REQUIRED WORK » Work out how many lines of the listing below mention the word "height", and give only that figure.

EXERCISE MATERIAL »

^^^^

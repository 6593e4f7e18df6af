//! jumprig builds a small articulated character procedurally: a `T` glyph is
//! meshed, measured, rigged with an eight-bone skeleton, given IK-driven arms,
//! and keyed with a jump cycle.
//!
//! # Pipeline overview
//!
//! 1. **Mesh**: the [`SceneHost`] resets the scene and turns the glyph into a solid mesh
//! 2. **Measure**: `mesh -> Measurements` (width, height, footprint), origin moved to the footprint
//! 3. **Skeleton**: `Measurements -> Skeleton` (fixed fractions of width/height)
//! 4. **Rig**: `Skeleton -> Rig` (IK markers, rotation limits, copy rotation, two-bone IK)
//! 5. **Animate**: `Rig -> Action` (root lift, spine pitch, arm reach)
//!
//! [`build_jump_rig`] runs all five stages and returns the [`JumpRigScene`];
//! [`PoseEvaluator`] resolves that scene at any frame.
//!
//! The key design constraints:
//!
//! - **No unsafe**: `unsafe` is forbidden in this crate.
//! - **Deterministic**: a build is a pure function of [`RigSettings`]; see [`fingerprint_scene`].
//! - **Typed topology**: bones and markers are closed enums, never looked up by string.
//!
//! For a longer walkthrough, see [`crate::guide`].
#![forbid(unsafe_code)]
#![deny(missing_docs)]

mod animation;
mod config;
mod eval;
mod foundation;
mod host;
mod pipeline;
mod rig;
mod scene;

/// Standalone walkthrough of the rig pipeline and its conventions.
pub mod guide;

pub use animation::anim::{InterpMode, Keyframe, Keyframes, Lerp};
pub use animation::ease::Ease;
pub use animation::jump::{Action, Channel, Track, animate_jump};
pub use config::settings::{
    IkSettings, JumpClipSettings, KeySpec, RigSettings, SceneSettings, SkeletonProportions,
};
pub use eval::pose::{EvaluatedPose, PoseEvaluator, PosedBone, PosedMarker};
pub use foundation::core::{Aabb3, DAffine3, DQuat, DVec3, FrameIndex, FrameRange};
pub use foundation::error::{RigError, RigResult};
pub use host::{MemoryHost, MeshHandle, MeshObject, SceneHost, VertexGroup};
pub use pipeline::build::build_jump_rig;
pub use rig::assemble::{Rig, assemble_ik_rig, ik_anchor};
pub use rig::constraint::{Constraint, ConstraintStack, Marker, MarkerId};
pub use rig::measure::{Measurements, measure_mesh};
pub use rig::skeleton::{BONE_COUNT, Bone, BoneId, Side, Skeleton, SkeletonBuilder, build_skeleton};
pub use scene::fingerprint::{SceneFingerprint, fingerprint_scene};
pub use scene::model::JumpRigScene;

^^^^

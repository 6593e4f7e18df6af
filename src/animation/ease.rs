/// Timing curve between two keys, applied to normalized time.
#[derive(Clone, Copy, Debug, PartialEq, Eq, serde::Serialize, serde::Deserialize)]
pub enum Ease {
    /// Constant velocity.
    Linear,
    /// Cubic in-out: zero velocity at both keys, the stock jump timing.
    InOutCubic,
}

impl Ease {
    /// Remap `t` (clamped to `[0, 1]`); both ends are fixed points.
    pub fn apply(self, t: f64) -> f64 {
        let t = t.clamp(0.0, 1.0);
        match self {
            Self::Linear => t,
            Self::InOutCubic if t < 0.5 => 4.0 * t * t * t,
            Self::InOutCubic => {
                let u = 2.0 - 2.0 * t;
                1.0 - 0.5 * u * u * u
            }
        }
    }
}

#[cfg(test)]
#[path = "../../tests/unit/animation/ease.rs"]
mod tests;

^^^^

TASK ANSWER » 2